I wanted to discuss advanced stats. There's been some talk lately about the Fenwick Close rating that a Calgary Flames fan named after himself. While that's something a native Minnesotan would never dream of, it's still something interesting to look at.
I think this analysis makes a good point.
Then again, I compiled data from 2008 to 2012 and plotted points against Fenwick Close scores:
Not an overwhelming correlation, and plenty of outliers. Some teams (Nashville 2012) had Fenwick Close scores below 500 yet garnered enough points in the standings to not only make the playoffs but also finish in the top half of the conference. Also, Columbus in 2008 had the third worst record in the West yet had the third best Fenwick Close score in their conference that year, the best Fenwick Close score of any team to not make the playoffs in the scope of this analysis.

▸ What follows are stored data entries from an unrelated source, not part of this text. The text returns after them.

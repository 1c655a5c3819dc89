//! Kind- and range-filtered neighbour queries.
//!
//! Every query sorts the source's edge list first, so results always come
//! back in ascending distance order.

use tracing::instrument;

use crate::{
    distance::Distance,
    error::{GeoGraphError, Result},
    node::{Node, NodeId, NodeKind},
};

use super::core::GeoGraph;

/// A neighbour returned by [`GeoGraph::neighbours_of_kind`].
#[derive(Clone, Copy, Debug, PartialEq)]
pub struct Neighbour<'graph> {
    /// The destination node.
    pub node: &'graph Node,
    /// Distance from the query source.
    pub distance: Distance,
}

impl GeoGraph {
    /// Returns every node of `kind` within `threshold_km` of `src`, nearest
    /// first, together with its distance.
    ///
    /// The threshold is inclusive.
    ///
    /// # Errors
    /// Returns [`GeoGraphError::NodeNotFound`] when `src` is absent and
    /// [`GeoGraphError::InvalidThreshold`] when the threshold is negative or
    /// NaN.
    pub fn neighbours_of_kind(
        &mut self,
        src: &NodeId,
        kind: NodeKind,
        threshold_km: f64,
    ) -> Result<Vec<Neighbour<'_>>> {
        self.prepare_query(src, kind, threshold_km)?;
        let graph: &Self = self;
        let edges = graph.entry(src)?.adjacency.edges();
        Ok(edges
            .iter()
            .filter(|edge| edge.distance().value() <= threshold_km)
            .filter_map(|edge| {
                graph
                    .node(edge.dest())
                    .filter(|node| node.kind() == kind)
                    .map(|node| Neighbour {
                        node,
                        distance: edge.distance(),
                    })
            })
            .collect())
    }

    /// Returns the single nearest node of `kind` within `threshold_km`.
    ///
    /// # Errors
    /// See [`Self::neighbours_of_kind`].
    pub fn nearest_of_kind(
        &mut self,
        src: &NodeId,
        kind: NodeKind,
        threshold_km: f64,
    ) -> Result<Option<&Node>> {
        Ok(self
            .neighbours_of_kind(src, kind, threshold_km)?
            .into_iter()
            .next()
            .map(|neighbour| neighbour.node))
    }

    /// Returns every node of `kind` within `threshold_km`, nearest first.
    ///
    /// # Errors
    /// See [`Self::neighbours_of_kind`].
    pub fn all_nearest_of_kind(
        &mut self,
        src: &NodeId,
        kind: NodeKind,
        threshold_km: f64,
    ) -> Result<Vec<&Node>> {
        Ok(self
            .neighbours_of_kind(src, kind, threshold_km)?
            .into_iter()
            .map(|neighbour| neighbour.node)
            .collect())
    }

    /// Returns at most `limit` nodes of `kind` within `threshold_km`, nearest
    /// first.
    ///
    /// # Errors
    /// See [`Self::neighbours_of_kind`].
    pub fn nearest_of_kind_limited(
        &mut self,
        src: &NodeId,
        kind: NodeKind,
        threshold_km: f64,
        limit: usize,
    ) -> Result<Vec<&Node>> {
        Ok(self
            .neighbours_of_kind(src, kind, threshold_km)?
            .into_iter()
            .take(limit)
            .map(|neighbour| neighbour.node)
            .collect())
    }

    // Kept apart from the filter: the span wrapper cannot hand out borrows
    // of `self`.
    #[instrument(
        name = "geograph.neighbours_of_kind",
        level = "debug",
        err,
        skip(self),
        fields(src = %src, kind = %kind),
    )]
    fn prepare_query(&mut self, src: &NodeId, kind: NodeKind, threshold_km: f64) -> Result<()> {
        validate_threshold(threshold_km)?;
        self.sort_edges(src)
    }
}

fn validate_threshold(threshold_km: f64) -> Result<()> {
    if threshold_km.is_nan() || threshold_km < 0.0 {
        return Err(GeoGraphError::InvalidThreshold {
            value: threshold_km,
        });
    }
    Ok(())
}
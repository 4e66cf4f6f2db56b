mod commands;
mod handlers;

pub use commands::{AddCommand, AddEntity, Cli, Commands};
pub use handlers::{
    handle_add_choice, handle_add_question, handle_delete, handle_delete_choice, handle_get,
    handle_init, handle_list, handle_results, handle_search, handle_serve, handle_update,
    handle_update_choice, handle_vote,
};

But I think what it does is give Wild fans an explanation for what we've felt the last few years. Several times the last couple years, Wild fans have known their team was playing above itself and winning games that by rights it should have lost. Conversely, this season, the Wild have lost some games that fans felt they should have won.
Should I, as a Wild fan, expect the Wild to continue to win? Only insofar as putting a good product on the ice. Can I, as an armchair analyst, hang my hat on an advanced stat to prove this team will make the playoffs? No.
Fenwick might be good as a retrospective tool, to try to suss out why certain teams have been good in the past, but all we can get is a correlation, not a predictive tool. It may give us hope, but I wouldn't take it to Vegas. As we've seen, there are other factors, ( *cough* Dany Heatley *cough* ), that can affect the team's ability to win games.